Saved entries
※ ※ ※
//! Local key-value replica. Values are JSON, optionally persisted to a file
//! after every write, and every write is announced on a broadcast channel
//! so other mirrors sharing the store can react.

use serde::de::DeserializeOwned;
use serde::Serialize;
use std::collections::BTreeMap;
use std::path::PathBuf;
use tokio::sync::{broadcast, Mutex};

use crate::mirror::error::MirrorError;

pub const USERS_KEY: &str = "sportsin_users";
pub const POSTS_KEY: &str = "sportsin_posts";
pub const CURRENT_USER_KEY: &str = "sportsin_currentUser";
pub const LOGIN_TIME_KEY: &str = "sportsin_loginTime";
pub const FEED_KEY: &str = "sportsin_feed";
pub const CREDENTIALS_KEY: &str = "sportsin_credentials";

const EVENT_CAPACITY: usize = 64;

#[derive(Debug, Clone, PartialEq, Eq)]
pub struct StoreEvent {
    pub key: String,
}

pub struct LocalStore {
    path: Option<PathBuf>,
    entries: Mutex<BTreeMap<String, serde_json::Value>>,
    events: broadcast::Sender<StoreEvent>,
}

impl LocalStore {
    pub fn in_memory() -> Self {
        Self::with_entries(None, BTreeMap::new())
    }

    /// Open a file-backed store, loading existing entries if the file exists.
    pub async fn open(path: impl Into<PathBuf>) -> Result<Self, MirrorError> {
        let path = path.into();
        let entries = match tokio::fs::read(&path).await {
            Ok(bytes) => serde_json::from_slice(&bytes)?,
            Err(e) if e.kind() == std::io::ErrorKind::NotFound => BTreeMap::new(),
            Err(e) => return Err(e.into()),
        };
        tracing::debug!("Opened local store at {}", path.display());
        Ok(Self::with_entries(Some(path), entries))
    }

    fn with_entries(path: Option<PathBuf>, entries: BTreeMap<String, serde_json::Value>) -> Self {
        let (events, _) = broadcast::channel(EVENT_CAPACITY);
        Self {
            path,
            entries: Mutex::new(entries),
            events,
        }
    }

    pub async fn get<T: DeserializeOwned>(&self, key: &str) -> Result<Option<T>, MirrorError> {
        let entries = self.entries.lock().await;
        match entries.get(key) {
            Some(value) => Ok(Some(serde_json::from_value(value.clone())?)),
            None => Ok(None),
        }
    }

    pub async fn set<T: Serialize>(&self, key: &str, value: &T) -> Result<(), MirrorError> {
        let value = serde_json::to_value(value)?;
        let mut entries = self.entries.lock().await;
        entries.insert(key.to_string(), value);
        self.persist(&entries).await?;
        drop(entries);
        self.announce(key);
        Ok(())
    }

    /// Returns whether the key was present.
    pub async fn remove(&self, key: &str) -> Result<bool, MirrorError> {
        let mut entries = self.entries.lock().await;
        let existed = entries.remove(key).is_some();
        if existed {
            self.persist(&entries).await?;
            drop(entries);
            self.announce(key);
        }
        Ok(existed)
    }

    /// Read-modify-write of one key under the store lock. A missing key starts
    /// from `T::default()`.
    pub async fn update<T, R, F>(&self, key: &str, f: F) -> Result<R, MirrorError>
    where
        T: Serialize + DeserializeOwned + Default,
        F: FnOnce(&mut T) -> R,
    {
        let mut entries = self.entries.lock().await;
        let mut current: T = match entries.get(key) {
            Some(value) => serde_json::from_value(value.clone())?,
            None => T::default(),
        };
        let result = f(&mut current);
        entries.insert(key.to_string(), serde_json::to_value(&current)?);
        self.persist(&entries).await?;
        drop(entries);
        self.announce(key);
        Ok(result)
    }

    pub fn subscribe(&self) -> broadcast::Receiver<StoreEvent> {
        self.events.subscribe()
    }

    fn announce(&self, key: &str) {
        // No subscribers is fine.
        let _ = self.events.send(StoreEvent {
            key: key.to_string(),
        });
    }

    async fn persist(&self, entries: &BTreeMap<String, serde_json::Value>) -> Result<(), MirrorError> {
        let Some(path) = &self.path else {
            return Ok(());
        };
        if let Some(parent) = path.parent() {
            tokio::fs::create_dir_all(parent).await?;
        }
        let tmp = path.with_extension("tmp");
        tokio::fs::write(&tmp, serde_json::to_vec_pretty(entries)?).await?;
        tokio::fs::rename(&tmp, path).await?;
        Ok(())
    }
}

#[cfg(test)]
mod tests {
    use super::*;

    #[tokio::test]
    async fn missing_key_reads_as_none() {
        let store = LocalStore::in_memory();
        let value: Option<Vec<i64>> = store.get(POSTS_KEY).await.unwrap();
        assert!(value.is_none());
    }

    #[tokio::test]
    async fn set_then_get_returns_value() {
        let store = LocalStore::in_memory();
        store.set(LOGIN_TIME_KEY, &"1700000000000").await.unwrap();
        let value: Option<String> = store.get(LOGIN_TIME_KEY).await.unwrap();
        assert_eq!(value.as_deref(), Some("1700000000000"));
    }

    #[tokio::test]
    async fn update_starts_from_default() {
        let store = LocalStore::in_memory();
        let len = store
            .update(POSTS_KEY, |ids: &mut Vec<i64>| {
                ids.push(1);
                ids.len()
            })
            .await
            .unwrap();
        assert_eq!(len, 1);
        let ids: Vec<i64> = store.get(POSTS_KEY).await.unwrap().unwrap();
        assert_eq!(ids, vec![1]);
    }

    #[tokio::test]
    async fn writes_are_announced() {
        let store = LocalStore::in_memory();
        let mut events = store.subscribe();

        store.set(CURRENT_USER_KEY, &"someone").await.unwrap();
        assert_eq!(events.recv().await.unwrap().key, CURRENT_USER_KEY);

        assert!(store.remove(CURRENT_USER_KEY).await.unwrap());
        assert_eq!(events.recv().await.unwrap().key, CURRENT_USER_KEY);

        // Removing an absent key is silent.
        assert!(!store.remove(CURRENT_USER_KEY).await.unwrap());
        assert!(events.try_recv().is_err());
    }

    #[tokio::test]
    async fn file_store_survives_reopen() {
        let tmp = tempfile::tempdir().unwrap();
        let path = tmp.path().join("mirror/store.json");

        let store = LocalStore::open(&path).await.unwrap();
        store.set(USERS_KEY, &vec!["a@x.com"]).await.unwrap();
        drop(store);

        let reopened = LocalStore::open(&path).await.unwrap();
        let users: Vec<String> = reopened.get(USERS_KEY).await.unwrap().unwrap();
        assert_eq!(users, vec!["a@x.com".to_string()]);
        assert!(path.exists());
    }

    #[tokio::test]
    async fn type_mismatch_is_a_store_error() {
        let store = LocalStore::in_memory();
        store.set(POSTS_KEY, &"not a list").await.unwrap();
        let result: Result<Option<Vec<i64>>, _> = store.get(POSTS_KEY).await;
        assert!(matches!(result, Err(MirrorError::Store(_))));
    }
}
※ ※ ※
What lines in the data hold the word "struct"? Return them.

pub struct StoreEvent {
pub struct LocalStore {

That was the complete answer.